Kevin Beaumont, a cybersecurity researcher based in the UK, criticized Anthropic’s report for a perceived lack of transparency and for describing techniques that are already achievable with existing tools, leaving limited room for external validation. He stated on LinkedIn that the report lacks indicators of compromise and that the described techniques are “off-the-shelf” with established detection methods.
Klein responded that Anthropic has shared indicators of compromise with relevant entities through established information-sharing agreements, but not with the general public.
Other observers contend that Anthropic’s findings are a crucial milestone in the application of AI to cybersecurity. Jen Easterly, former director of the Cybersecurity and Infrastructure Security Agency, acknowledged concerns about transparency but credited Anthropic for disclosing the attacks. She noted the uncertainty regarding which tasks were genuinely accelerated by AI versus those achievable with standard tools, and the lack of specific details on agent chains, model hallucinations, human intervention frequency, and output reliability.
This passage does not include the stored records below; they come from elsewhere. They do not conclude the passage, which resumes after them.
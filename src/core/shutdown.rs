//! 关闭信号与退出任务
//!
//! ShutdownManager 持有根取消令牌：Ctrl+C / SIGTERM / teardown 任一触发后，进行中的安装与
//! 状态监视器随之停止。退出任务（如停止本进程启动的大脑服务）由 ExitTasks 依次执行，每项限时。

use std::sync::{Arc, Mutex};
use std::time::Duration;

use async_trait::async_trait;
use tokio_util::sync::CancellationToken;

use super::supervisor::BrainSupervisor;

/// 关闭原因
#[derive(Debug, Clone, Copy, PartialEq, Eq)]
pub enum ShutdownReason {
    /// Ctrl+C
    UserInitiated,
    /// SIGTERM
    Signal,
    /// 正常结束
    Teardown,
}

#[derive(Default)]
pub struct ShutdownManager {
    root: CancellationToken,
    reason: Mutex<Option<ShutdownReason>>,
}

impl ShutdownManager {
    pub fn new() -> Self {
        Self::default()
    }

    /// 单个操作的令牌：全局关闭会级联取消它，取消它不影响全局
    pub fn child_token(&self) -> CancellationToken {
        self.root.child_token()
    }

    /// 触发关闭；只记录第一次的原因
    pub fn shutdown(&self, reason: ShutdownReason) {
        if let Ok(mut slot) = self.reason.lock() {
            if slot.is_none() {
                tracing::debug!(?reason, "shutdown requested");
                *slot = Some(reason);
            }
        }
        self.root.cancel();
    }

    pub fn reason(&self) -> Option<ShutdownReason> {
        self.reason.lock().ok().and_then(|slot| *slot)
    }

    pub fn is_shutdown(&self) -> bool {
        self.root.is_cancelled()
    }

    pub async fn wait_for_shutdown(&self) {
        self.root.cancelled().await;
    }

    /// 监听 Ctrl+C 与 SIGTERM；关闭后监听任务自行退出
    pub fn install_signal_handlers(self: &Arc<Self>) {
        let manager = Arc::clone(self);
        tokio::spawn(async move {
            let reason = tokio::select! {
                _ = manager.wait_for_shutdown() => return,
                r = tokio::signal::ctrl_c() => match r {
                    Ok(()) => ShutdownReason::UserInitiated,
                    Err(e) => {
                        tracing::warn!(error = %e, "cannot listen for Ctrl+C");
                        return;
                    }
                },
                _ = sigterm() => ShutdownReason::Signal,
            };
            tracing::info!(?reason, "signal received, cancelling in-flight work");
            manager.shutdown(reason);
        });
    }
}

#[cfg(unix)]
async fn sigterm() {
    use tokio::signal::unix::{signal, SignalKind};
    match signal(SignalKind::terminate()) {
        Ok(mut stream) => {
            stream.recv().await;
        }
        Err(_) => std::future::pending::<()>().await,
    }
}

#[cfg(not(unix))]
async fn sigterm() {
    std::future::pending::<()>().await
}

/// 退出时执行的一项任务
#[async_trait]
pub trait ExitTask: Send + Sync {
    fn name(&self) -> &'static str;

    async fn run(&self) -> anyhow::Result<()>;
}

/// 按注册顺序执行退出任务；单项失败或超时不影响后续任务
pub struct ExitTasks {
    tasks: Vec<Box<dyn ExitTask>>,
    per_task: Duration,
}

impl ExitTasks {
    pub fn new(per_task: Duration) -> Self {
        Self {
            tasks: Vec::new(),
            per_task,
        }
    }

    pub fn push(&mut self, task: impl ExitTask + 'static) {
        self.tasks.push(Box::new(task));
    }

    pub fn len(&self) -> usize {
        self.tasks.len()
    }

    pub fn is_empty(&self) -> bool {
        self.tasks.is_empty()
    }

    /// 返回失败（含超时）的任务数
    pub async fn run(&self) -> usize {
        let mut failed = 0;
        for task in &self.tasks {
            let outcome = tokio::time::timeout(self.per_task, task.run()).await;
            match outcome {
                Ok(Ok(())) => tracing::debug!(task = task.name(), "exit task done"),
                Ok(Err(e)) => {
                    failed += 1;
                    tracing::warn!(task = task.name(), error = %e, "exit task failed");
                }
                Err(_) => {
                    failed += 1;
                    tracing::warn!(
                        task = task.name(),
                        timeout_ms = self.per_task.as_millis() as u64,
                        "exit task timed out"
                    );
                }
            }
        }
        failed
    }
}

/// 停止本进程启动的大脑服务；没有记录 PID 时什么都不做
pub struct BrainServerCleanup {
    supervisor: Arc<BrainSupervisor>,
}

impl BrainServerCleanup {
    pub fn new(supervisor: Arc<BrainSupervisor>) -> Self {
        Self { supervisor }
    }
}

#[async_trait]
impl ExitTask for BrainServerCleanup {
    fn name(&self) -> &'static str {
        "stop-brain-server"
    }

    async fn run(&self) -> anyhow::Result<()> {
        let Some(pid) = self.supervisor.pid() else {
            return Ok(());
        };
        if !self.supervisor.stop().await {
            anyhow::bail!("brain server (pid {}) did not stop", pid);
        }
        Ok(())
    }
}
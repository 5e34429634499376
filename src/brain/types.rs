//! 大脑服务的请求 / 响应结构与本地消息格式转换

use chrono::Utc;
use serde::{Deserialize, Serialize};

use crate::memory::{Message, Role};

/// 发往大脑服务的历史消息
#[derive(Debug, Clone, PartialEq, Serialize, Deserialize)]
pub struct ChatMessage {
    pub role: Role,
    pub content: String,
    #[serde(skip_serializing_if = "Option::is_none")]
    pub message_id: Option<String>,
    #[serde(skip_serializing_if = "Option::is_none")]
    pub timestamp: Option<String>,
    #[serde(skip_serializing_if = "Option::is_none")]
    pub author_id: Option<String>,
}

/// POST /chat 响应
#[derive(Debug, Clone, Deserialize)]
pub struct BrainChatResponse {
    pub response: String,
    #[serde(default)]
    pub reasoning: Option<String>,
    #[serde(default)]
    pub memory_chunks: u32,
    #[serde(default)]
    pub timestamp: String,
    #[serde(default)]
    pub model_type: String,
    #[serde(default)]
    pub model_name: String,
    /// 当前服务端未返回该字段时为空
    #[serde(default)]
    pub memory_backend: String,
}

/// POST /chat 请求体
#[derive(Debug, Clone, Serialize)]
pub struct ChatRequest<'a> {
    pub message: &'a str,
    pub history: &'a [ChatMessage],
    pub user_id: &'a str,
    pub system_prompt: &'a str,
    pub model_type: &'a str,
    pub model_name: &'a str,
    pub use_structured_response: bool,
}

/// POST /memory/search 请求体
#[derive(Debug, Clone, Serialize)]
pub struct SearchRequest<'a> {
    pub query: &'a str,
    pub top_k: usize,
}

/// POST /memory/search 响应（只关心 chunks）
#[derive(Debug, Clone, Default, Deserialize)]
pub struct SearchResponse {
    #[serde(default)]
    pub chunks: Vec<String>,
}

/// POST /chat-history/embed 请求体
#[derive(Debug, Clone, Serialize)]
pub struct EmbedRequest<'a> {
    pub chat_history_path: &'a str,
    pub user_id: &'a str,
}

/// POST /chat-history/embed 响应
#[derive(Debug, Clone, Default, PartialEq, Serialize, Deserialize)]
pub struct EmbedReport {
    #[serde(default)]
    pub status: String,
    #[serde(default)]
    pub chunks_embedded: u64,
    #[serde(default)]
    pub files_processed: u64,
    #[serde(default)]
    pub chunks_skipped: u64,
    #[serde(default)]
    pub errors: Vec<String>,
}

impl EmbedReport {
    pub fn is_success(&self) -> bool {
        self.status == "success"
    }

    /// 一行摘要，如 "Embedded 12 chunks from 3 files (2 skipped - already exist)"
    pub fn summary(&self) -> String {
        let mut line = format!(
            "Embedded {} chunks from {} files",
            self.chunks_embedded, self.files_processed
        );
        if self.chunks_skipped > 0 {
            line.push_str(&format!(
                " ({} skipped - already exist)",
                self.chunks_skipped
            ));
        }
        if !self.errors.is_empty() {
            line.push_str(&format!("; {} errors occurred", self.errors.len()));
        }
        line
    }
}

/// 本地窗口 → 大脑历史：补齐 message_id / timestamp / author_id
pub fn to_brain_messages(messages: &[Message]) -> Vec<ChatMessage> {
    let now = Utc::now();
    let millis = now.timestamp_millis();
    let timestamp = now.to_rfc3339();
    messages
        .iter()
        .enumerate()
        .map(|(index, msg)| ChatMessage {
            role: msg.role,
            content: msg.content.clone(),
            message_id: Some(format!("ghost_{}_{}", millis, index)),
            timestamp: Some(timestamp.clone()),
            author_id: Some(
                if msg.role == Role::User { "user" } else { "assistant" }.to_string(),
            ),
        })
        .collect()
}

/// 大脑回复 → 本地 assistant 消息
pub fn from_brain_response(response: &BrainChatResponse) -> Message {
    Message::assistant(response.response.clone())
}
Tiffany Saade, an AI researcher with Cisco’s AI defense team, commented that the report clearly indicates that tools like Claude offer attackers advantages in speed and scale. She posed the question of whether these advantages are sufficient to motivate hackers to adopt LLMs over other automation methods, considering their limitations, and whether this will lead to increased sophistication in attacks.
Saade also raised questions about the chosen AI model, finding it unusual for a Chinese state-sponsored actor to employ a major U.S. AI model for automation when in-house alternatives exist. She suggested that using prominent public models like Claude might indicate a desire for visibility.
Saade proposed an alternative motivation: a geopolitical message to Washington D.C., demonstrating that Beijing’s hackers can execute the very capabilities that are widely feared. The operation could be intended to generate attention and validate hypotheses about AI’s offensive capabilities, rather than purely for stealth or sabotage.
The next expected step involves further analysis and potential responses from cybersecurity firms and governments regarding AI security protocols and threat intelligence sharing. Uncertainties remain regarding the full scope of AI’s capabilities in cyber warfare and the ongoing arms race between AI developers and malicious actors.